Since the 1970s, researchers have been manipulating the DNA of microbes to give them abilities they didn’t have before. This is called “gain of function” work and it includes a huge body of scientific research. The majority of this work helps humanity with very little risk, for example, engineered viruses are used in vaccine production, gene therapy, and cancer treatments. But within the gain of function realm lies an intensely debated sub-field where scientists engineer superbugs. Officially known as “enhanced potential pandemic pathogens,” these ePPPs are typically variants of well-known viruses, such as Ebola or avian influenza that have been engineered to be, say, more transmissible or more deadly. The stakes of this kind of work are much higher: if even one unusually dangerous virus escaped a lab, it could cause a global pandemic.
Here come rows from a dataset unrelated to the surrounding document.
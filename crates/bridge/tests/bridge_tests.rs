//! Bridge behaviour with a scripted engine and with the real alpha-beta engine.

use std::thread;
use std::time::{Duration, Instant};

use alphabeta_engine::{EngineConfig, SearchEngine};
use engine_bridge::{BridgeEvent, EngineBridge, SearchRequest};
use schach_core::{
    legal_moves, parse_move, Board, Color, Difficulty, Engine, ProgressCallback, SearchLimits,
    SearchResult,
};
use tokio::sync::mpsc::UnboundedReceiver;

/// Reports one iteration per depth, sleeping between them. With `until_stopped`
/// it keeps going until stopped or out of time.
struct ScriptedEngine {
    step: Duration,
    until_stopped: bool,
    progress: Option<ProgressCallback>,
}

impl ScriptedEngine {
    fn new(step_ms: u64) -> Self {
        Self {
            step: Duration::from_millis(step_ms),
            until_stopped: false,
            progress: None,
        }
    }

    fn endless() -> Self {
        Self {
            until_stopped: true,
            ..Self::new(5)
        }
    }
}

impl Engine for ScriptedEngine {
    fn search(&mut self, board: &Board, color: Color, limits: SearchLimits) -> SearchResult {
        limits.start();
        let best_move = legal_moves(board, color).first().copied();
        let mut result = SearchResult {
            best_move,
            pv: best_move.into_iter().collect(),
            ..SearchResult::default()
        };
        let mut depth = 0u8;
        loop {
            if limits.time_control.check_time() {
                result.stopped = true;
                break;
            }
            if !self.until_stopped && depth >= limits.depth {
                break;
            }
            thread::sleep(self.step);
            depth = depth.saturating_add(1);
            result.depth = depth;
            result.nodes += 100;
            if let Some(callback) = self.progress.as_mut() {
                callback(&result);
            }
        }
        result
    }

    fn name(&self) -> &str {
        "scripted"
    }

    fn set_progress_callback(&mut self, callback: Option<ProgressCallback>) {
        self.progress = callback;
    }
}

/// Panics on its first search, then behaves like a quick scripted engine.
struct PanicOnceEngine {
    panicked: bool,
    inner: ScriptedEngine,
}

impl Engine for PanicOnceEngine {
    fn search(&mut self, board: &Board, color: Color, limits: SearchLimits) -> SearchResult {
        if !self.panicked {
            self.panicked = true;
            panic!("first search fails");
        }
        self.inner.search(board, color, limits)
    }

    fn name(&self) -> &str {
        "panic-once"
    }

    fn set_progress_callback(&mut self, callback: Option<ProgressCallback>) {
        self.inner.set_progress_callback(callback);
    }
}

fn request(id: u64, depth: i32) -> SearchRequest {
    SearchRequest::new(id, &Board::startpos(), Color::White, depth, Difficulty::Expert)
}

fn drain(rx: &mut UnboundedReceiver<BridgeEvent>) -> Vec<BridgeEvent> {
    let mut events = Vec::new();
    while let Ok(event) = rx.try_recv() {
        events.push(event);
    }
    events
}

fn completed(events: &[BridgeEvent]) -> Vec<(u64, &SearchResult)> {
    events
        .iter()
        .filter_map(|event| match event {
            BridgeEvent::Completed { id, result } => Some((*id, result)),
            _ => None,
        })
        .collect()
}

#[tokio::test(flavor = "multi_thread", worker_threads = 2)]
async fn test_only_latest_request_completes() {
    let (bridge, mut rx) = EngineBridge::new(ScriptedEngine::new(20));
    let first = bridge.submit(request(1, 4)).unwrap();
    let second = bridge.submit(request(2, 2)).unwrap();
    assert_eq!(second.generation, first.generation + 1);
    assert_eq!(bridge.generation(), second.generation);

    first.finished().await;
    second.finished().await;

    let events = drain(&mut rx);
    let done = completed(&events);
    assert_eq!(done.len(), 1);
    assert_eq!(done[0].0, 2);
}

#[tokio::test(flavor = "multi_thread", worker_threads = 2)]
async fn test_progress_precedes_result() {
    let (bridge, mut rx) = EngineBridge::new(ScriptedEngine::new(1));
    bridge.submit(request(5, 3)).unwrap().finished().await;

    let events = drain(&mut rx);
    let depths: Vec<u8> = events
        .iter()
        .filter_map(|event| match event {
            BridgeEvent::Progress { result, .. } => Some(result.depth),
            _ => None,
        })
        .collect();
    assert_eq!(depths, vec![1, 2, 3]);
    assert!(matches!(events.last(), Some(BridgeEvent::Completed { id: 5, .. })));
}

#[tokio::test(flavor = "multi_thread", worker_threads = 2)]
async fn test_cancel_drops_result() {
    let (bridge, mut rx) = EngineBridge::new(ScriptedEngine::endless());
    let ticket = bridge.submit(request(3, 1)).unwrap();
    tokio::time::sleep(Duration::from_millis(30)).await;
    bridge.cancel();
    ticket.finished().await;

    assert!(completed(&drain(&mut rx)).is_empty());
}

#[tokio::test(flavor = "multi_thread", worker_threads = 4)]
async fn test_no_result_arrives_after_cancel() {
    let (bridge, mut rx) = EngineBridge::new(ScriptedEngine::new(0));
    for id in 0..300u64 {
        let ticket = bridge.submit(request(id, 1)).unwrap();
        // Vary where in the search the cancel lands.
        thread::sleep(Duration::from_micros(id % 40));
        bridge.cancel();
        drain(&mut rx);

        ticket.finished().await;
        let late = drain(&mut rx);
        assert!(late.is_empty(), "request {id} reported after cancel: {late:?}");
    }
}

#[tokio::test(flavor = "multi_thread", worker_threads = 2)]
async fn test_failed_worker_retries_in_place() {
    let engine = PanicOnceEngine {
        panicked: false,
        inner: ScriptedEngine::new(1),
    };
    let (bridge, mut rx) = EngineBridge::new(engine);
    bridge.submit(request(12, 2)).unwrap().finished().await;

    let events = drain(&mut rx);
    let done = completed(&events);
    assert_eq!(done.len(), 1);
    assert_eq!(done[0].0, 12);
    assert_eq!(done[0].1.depth, 2);
    assert!(bridge.with_engine(|engine| engine.panicked));
}

#[tokio::test(flavor = "multi_thread", worker_threads = 2)]
async fn test_stop_still_delivers_result() {
    let (bridge, mut rx) = EngineBridge::new(ScriptedEngine::endless());
    let ticket = bridge.submit(request(4, 1)).unwrap();
    tokio::time::sleep(Duration::from_millis(30)).await;
    bridge.stop();
    ticket.finished().await;

    let events = drain(&mut rx);
    let done = completed(&events);
    assert_eq!(done.len(), 1);
    assert_eq!(done[0].0, 4);
    assert!(done[0].1.stopped);
    assert!(done[0].1.depth > 0);
}

#[tokio::test(flavor = "multi_thread", worker_threads = 2)]
async fn test_resubmission_stops_running_search() {
    let (bridge, mut rx) = EngineBridge::new(ScriptedEngine::endless());
    let started = Instant::now();
    let first = bridge.submit(request(1, 1)).unwrap();
    tokio::time::sleep(Duration::from_millis(30)).await;

    let mut next = request(2, 1);
    next.move_time_ms = Some(40);
    let second = bridge.submit(next).unwrap();
    first.finished().await;
    second.finished().await;

    assert!(started.elapsed() < Duration::from_secs(5));
    let events = drain(&mut rx);
    let done = completed(&events);
    assert_eq!(done.len(), 1);
    assert_eq!(done[0].0, 2);
    assert!(done[0].1.stopped);
}

#[test]
fn test_runs_synchronously_without_runtime() {
    let (bridge, mut rx) = EngineBridge::new(ScriptedEngine::new(1));
    let ticket = bridge.submit(request(8, 2)).unwrap();
    assert!(ticket.handle.is_none());

    let events = drain(&mut rx);
    assert_eq!(events.len(), 3);
    let done = completed(&events);
    assert_eq!(done.len(), 1);
    assert_eq!(done[0].0, 8);
    assert_eq!(done[0].1.depth, 2);
}

#[test]
fn test_rejected_json_reports_error() {
    let (bridge, mut rx) = EngineBridge::new(ScriptedEngine::new(1));
    assert!(bridge.submit_json("{not json").is_none());
    assert!(bridge
        .submit_json(r#"{"kind":"SEARCH_ERROR","id":4,"error":"x"}"#)
        .is_none());

    let mut bad_depth = request(6, 0);
    bad_depth.depth = -1;
    let line = serde_json::to_string(&engine_bridge::Message::Search(bad_depth)).unwrap();
    assert!(bridge.submit_json(&line).is_none());

    let events = drain(&mut rx);
    assert_eq!(events.len(), 3);
    for event in &events {
        assert!(matches!(event, BridgeEvent::Error { .. }));
        assert_eq!(event.to_message().kind(), "SEARCH_ERROR");
    }
    assert_eq!(events[2].id(), 6);
    assert_eq!(bridge.generation(), 0);
}

#[test]
fn test_with_engine_gives_access() {
    let (bridge, _rx) = EngineBridge::new(ScriptedEngine::new(1));
    assert_eq!(bridge.with_engine(|engine| engine.name().to_string()), "scripted");
}

#[tokio::test(flavor = "multi_thread", worker_threads = 2)]
async fn test_alphabeta_through_bridge() {
    let engine = SearchEngine::with_config(EngineConfig {
        use_book: false,
        ..EngineConfig::default()
    })
    .unwrap()
    .with_seed(1);
    let (bridge, mut rx) = EngineBridge::new(engine);

    let line = serde_json::to_string(&engine_bridge::Message::Search(SearchRequest::new(
        42,
        &Board::startpos(),
        Color::White,
        3,
        Difficulty::Hard,
    )))
    .unwrap();
    let ticket = bridge.submit_json(&line).unwrap();
    ticket.finished().await;

    let events = drain(&mut rx);
    let done = completed(&events);
    assert_eq!(done.len(), 1);
    let message = BridgeEvent::Completed {
        id: 42,
        result: done[0].1.clone(),
    }
    .to_message();
    let engine_bridge::Message::SearchResult { id, payload } = message else {
        panic!("expected a search result");
    };
    assert_eq!(id, 42);
    let text = payload.mv.unwrap();
    assert!(parse_move(&Board::startpos(), Color::White, &text).is_ok());
    assert!(bridge.with_engine(|engine| engine.nodes_evaluated()) > 0);
}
Sejak 1970-an, para peneliti telah memanipulasi DNA mikroba untuk memberikan kemampuan yang tidak dimiliki sebelumnya. Ini disebut proyek <i>gain of function</i> dan mencakup banyak penelitian ilmiah. Sebagian besar proyek ini membantu manusia dengan risiko yang sangat kecil. Misalnya, virus hasil rekayasa digunakan dalam produksi vaksin, terapi gen, dan pengobatan kanker. Namun, dalam bidang ini terdapat subbidang yang sangat diperdebatkan di mana para ilmuwan merekayasa <i>superbug</i>. Secara resmi, ini dikenal sebagai patogen pandemi potensial yang ditingkatkan (ePPP). ePPP ini biasanya merupakan varian dari virus terkenal, seperti ebola atau flu burung yang telah direkayasa menjadi lebih menular atau lebih mematikan. Risiko pekerjaan ini jauh lebih tinggi. jika satu virus saja yang sangat berbahaya lolos dari laboratorium, dapat terjadi pandemi global.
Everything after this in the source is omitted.